Related articles |
---|
newbie grammar/parser/interpreter questions craigh@cserver.plexus.com (1992-05-07) |
Re: newbie grammar/parser/interpreter questions parrt@ecn.purdue.edu (1992-05-08) |
experience with code transformation systems? unisoft@tigger.jvnc.net (1992-05-09) |
Newsgroups: | comp.compilers |
From: | craigh@cserver.plexus.com (Craig Heilman) |
Keywords: | parse, question |
Organization: | Compilers Central |
Date: | Thu, 7 May 1992 21:38:01 GMT |
Hi,
I'm in the process of writing a compiler (actually an interpreter) for a
psuedo-object-oriented language. I have been reading a book "Compiler
Design in C" by A. I. Holub and have learned a lot but I still have some
implementation-specific questions. My basic goal is to create a correct
grammar for my language and from there determine whether I will hard-code
the parser/interpreter or rely on a tool like yacc or bison to generate a
parser for me. I also have to figure out how to "generate code" that can
be executed right after a valid parse. This all happens internal to my
device which has no disk space, minimal RAM (although I do have dynamic
memory) and a slow processor (80x86 family). Implementation languages are
C & assembly.
CURRENT STATUS
I have a working lexical analyzer that currently can recognize all the
discrete constructs of my language. I also have a preliminary recursive-
descent parser that can handle most of the syntax of my language.

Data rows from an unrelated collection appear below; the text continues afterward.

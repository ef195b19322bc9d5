//! narratoctl builds, runs and probes the [NarratoAI](https://github.com/linyqh/NarratoAI)
//! container by talking to the docker daemon's HTTP API.
//!
//! # examples
//!
//! ```no_run
//! # async {
//! use narratoctl::{lifecycle::{Lifecycle, StartOptions}, Settings};
//!
//! let settings = Settings::load(None)?;
//! let lifecycle = Lifecycle::connect(settings)?;
//! let url = lifecycle
//!     .start(&StartOptions::default(), &mut std::io::stdout())
//!     .await?;
//! println!("web ui on {}", url);
//! # Ok::<(), narratoctl::Error>(())
//! # };
//! ```

pub mod cli;
pub mod config;
pub mod container;
pub mod docker;
pub mod errors;
pub mod exec;
pub mod health;
pub mod image;
pub mod layout;
pub mod lifecycle;
pub mod recipe;
pub mod tarball;
pub mod transport;
pub mod tty;

pub use crate::{
    config::Settings,
    container::{Container, ContainerOptions, Containers, LogsOptions, RmContainerOptions},
    docker::Docker,
    errors::{Error, Result},
    exec::{Exec, ExecContainerOptions},
    health::{HealthReport, Probe},
    image::{BuildOptions, Image, Images, PullOptions, RegistryAuth},
    lifecycle::Lifecycle,
    recipe::Recipe,
};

Unfortunately there are a few precedence rules I forgot about, thus my
parser is now breaking on valid language statements. My parser currently
builds an actual parse tree when it parses a language statement. I
thought I would be able to just traverse the tree and call some internal
routines, effectively executing the language statement. I thought the
order of traversal (preorder, inorder, postorder) and the structure of the
tree would handle the precedence rules but...
LANGUAGE BASICS
A typical expression looks like this:
target message argument
(ie. in C++ this would be: target.message(argument); )
Nested subexpressions for the target and/or argument are valid using
parenthesis (any level of nesting is allowed). In the example below, the
first subexpression must evaluate to a valid target (at execution time)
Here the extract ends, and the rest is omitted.